Een onverwachte vraag blijkbaar, want diepe denkrimpels trekken in zijn voorhoofd en hij zegt:  “Die was met maatschappelijke dingen bezig in de stad, veel bestuursfuncties; in combinatie met al zijn reizen over de wereld om ons product op de kaart te zetten. Mijn vader en zijn broer hebben nooit de tijd genomen om over een verkoop na te denken. Die broer zou ook absoluut tegen zijn geweest, hij vond het veel te leuk om iets op te bouwen. Mijn vader is te vroeg in het harnas gestorven, een hartaanval in de stoel waarin u nu zit.”

Ik begin onrustig te schuiven en vraag om nog een kop koffie. Hij verontschuldigt zich en staat snel op. “Natuurlijk, ik zal mijn secretaresse opdracht geven ons nog eens te verzorgen.” Hij dribbelt naar de telefoon. Op zijn grote lege bureau is geen papiertje te bekennen. Niet veel problemen, denk ik, dit bedrijf is goed te verkopen.


De secretaresse komt binnen met de koffie en de onvermijdelijke koekjes. Adembenemend, wat een schoonheid; kort rokje en ze doet het geweldig met die wiegende heupen. Ik geniet in stilte. Trots kijkt de directeur van het familiebedrijf me aan en gooit een vette knipoog naar de secretaresse. Die glimlacht geroutineerd terug. Ik zie alle portretten van de voorvaderen aan de muren hangen.
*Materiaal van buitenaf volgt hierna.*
use std::fs;
use std::path::Path;

use chrono::Utc;
use regex::Regex;
use tracing::info;

use crate::error::NotebenchError;
use crate::report::{COMPARISON_GRAPH_FILE, README_FILE};

/// One run section in the regenerated README.
#[derive(Debug, Clone)]
pub struct ReadmeEntry {
    pub name: String,
    /// Root-relative link to the run's chart image, forward slashes.
    pub image: String,
}

/// Next cache-busting version: one past the highest `?v=N` token found in
/// the existing document, or 1 when there is none.
pub fn next_version(existing: &str) -> u64 {
    let pattern = Regex::new(r"\?v=(\d+)").expect("version token pattern should compile");
    pattern
        .captures_iter(existing)
        .filter_map(|caps| caps.get(1))
        .filter_map(|m| m.as_str().parse::<u64>().ok())
        .max()
        .map_or(1, |v| v + 1)
}

/// Render the README body with every image link carrying the same version
/// token, so browsers refetch charts after each regeneration.
pub fn render(entries: &[ReadmeEntry], version: u64) -> String {
    let stamp = Utc::now().format("%Y-%m-%d %H:%M UTC");
    let mut out = String::new();
    out.push_str("# Benchmark Results\n\n");
    out.push_str(&format!("Last generated: {stamp}\n\n"));
    out.push_str("## Comparison\n\n");
    out.push_str(&format!(
        "![Benchmark comparison]({COMPARISON_GRAPH_FILE}?v={version})\n\n"
    ));
    out.push_str("## Runs\n");
    for entry in entries {
        out.push_str(&format!(
            "\n### {}\n\n![{}]({}?v={})\n",
            entry.name, entry.name, entry.image, version
        ));
    }
    out
}

/// Regenerate the README at the results root, bumping the version token past
/// whatever the previous document carried. Returns the version used.
pub fn write_readme(root: &Path, entries: &[ReadmeEntry]) -> Result<u64, NotebenchError> {
    let path = root.join(README_FILE);
    let existing = match fs::read_to_string(&path) {
        Ok(text) => text,
        Err(err) if err.kind() == std::io::ErrorKind::NotFound => String::new(),
        Err(err) => return Err(err.into()),
    };
    let version = next_version(&existing);
    fs::write(&path, render(entries, version))?;
    info!(path = %path.display(), version, "regenerated readme");
    Ok(version)
}

// ---------------------------------------------------------------------------
// Tests
// ---------------------------------------------------------------------------

#[cfg(test)]
mod tests {
    use super::*;

    fn make_entries() -> Vec<ReadmeEntry> {
        vec![
            ReadmeEntry {
                name: "rust actix web".to_string(),
                image: "backends/rust/actix-web/tests/graph.png".to_string(),
            },
            ReadmeEntry {
                name: "python fastapi".to_string(),
                image: "backends/python/fast-api/tests/graph.png".to_string(),
            },
        ]
    }

    // -----------------------------------------------------------------------
    // next_version
    // -----------------------------------------------------------------------

    #[test]
    fn first_version_is_one() {
        assert_eq!(next_version(""), 1);
        assert_eq!(next_version("# Results\n\nno images here\n"), 1);
    }

    #[test]
    fn version_is_one_past_the_highest_token() {
        let doc = "![a](a.png?v=3)\n![b](b.png?v=7)\n![c](c.png?v=2)\n";
        assert_eq!(next_version(doc), 8);
    }

    #[test]
    fn malformed_tokens_are_ignored() {
        assert_eq!(next_version("![a](a.png?v=abc)"), 1);
        assert_eq!(next_version("![a](a.png?v=99999999999999999999999)"), 1);
    }

    // -----------------------------------------------------------------------
    // render
    // -----------------------------------------------------------------------

    #[test]
    fn render_links_every_image_with_the_version_token() {
        let body = render(&make_entries(), 4);
        assert!(body.contains("comparison.png?v=4"));
        assert!(body.contains("backends/rust/actix-web/tests/graph.png?v=4"));
        assert!(body.contains("backends/python/fast-api/tests/graph.png?v=4"));
    }

    #[test]
    fn render_has_one_section_per_run() {
        let body = render(&make_entries(), 1);
        assert!(body.contains("### rust actix web"));
        assert!(body.contains("### python fastapi"));
    }

    // -----------------------------------------------------------------------
    // write_readme
    // -----------------------------------------------------------------------

    #[test]
    fn regeneration_bumps_the_version() {
        let root = tempfile::tempdir().expect("tempdir");
        let entries = make_entries();

        let first = write_readme(root.path(), &entries).expect("first write");
        assert_eq!(first, 1);

        let second = write_readme(root.path(), &entries).expect("second write");
        assert_eq!(second, 2);

        let body = std::fs::read_to_string(root.path().join(README_FILE)).expect("read");
        assert!(body.contains("?v=2"));
        assert!(!body.contains("?v=1"));
    }

    #[test]
    fn existing_document_seeds_the_version() {
        let root = tempfile::tempdir().expect("tempdir");
        std::fs::write(
            root.path().join(README_FILE),
            "# Old\n\n![x](comparison.png?v=41)\n",
        )
        .expect("seed");

        let version = write_readme(root.path(), &make_entries()).expect("write");
        assert_eq!(version, 42);
    }
}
Na het gesprek ga ik naar mijn stamcafé, bestel een whisky en staar door het grote raam naar de gracht. Het gesprek maalt in mijn hersens. Drie keer rijk worden in één leven, is dat niet te veel van het betamelijke?

Ik tel.


1. De voorvaderen werkten zich dood. Hij kwam in een gespreid bedje. Hij hoefde nooit met een businessplan te leuren bij banken en een dure beginfinanciering af te lossen.


2 Hij was meteen directeur met een riant salaris en emolumenten, en dat dertig jaar lang. Hij vergat te sparen zoals zijn voorvaderen hebben gedaan en kocht de groeiende schare mede-aandeelhouders niet uit. In plaats daarvan: dure huizen, dure auto’s, zeevarende jachten, geheime vriendinnen. Zijn mede-aandeelhouders protesteerden alleen als hun dividend eronder leed.


3. En nu, aan het eind van zijn carrière is hij niet van plan het bedrijf van zijn voorvaderen aan de generatie na hem door te geven, maar verkiest hij te gaan potverteren en de hebberige mede-aandeelhouders de hoofdprijs te beloven.

Misschien toch eens met mijn collega’s gaan filosoferen of deze klus niet beter kan worden overgedragen aan een agressieve 'merchantbanker' zonder scrupules. Maar de vraag is of alle aandeelhouders er hetzelfde over denken. Ik neem een besluit en ren het café uit. Ik ga eerst met die zoon en die neef praten. Hun verzoeken om een gesprek met mij staan nog op mijn antwoordapparaat. Lijken me goed opgeleide jongens. Wat zouden zij willen?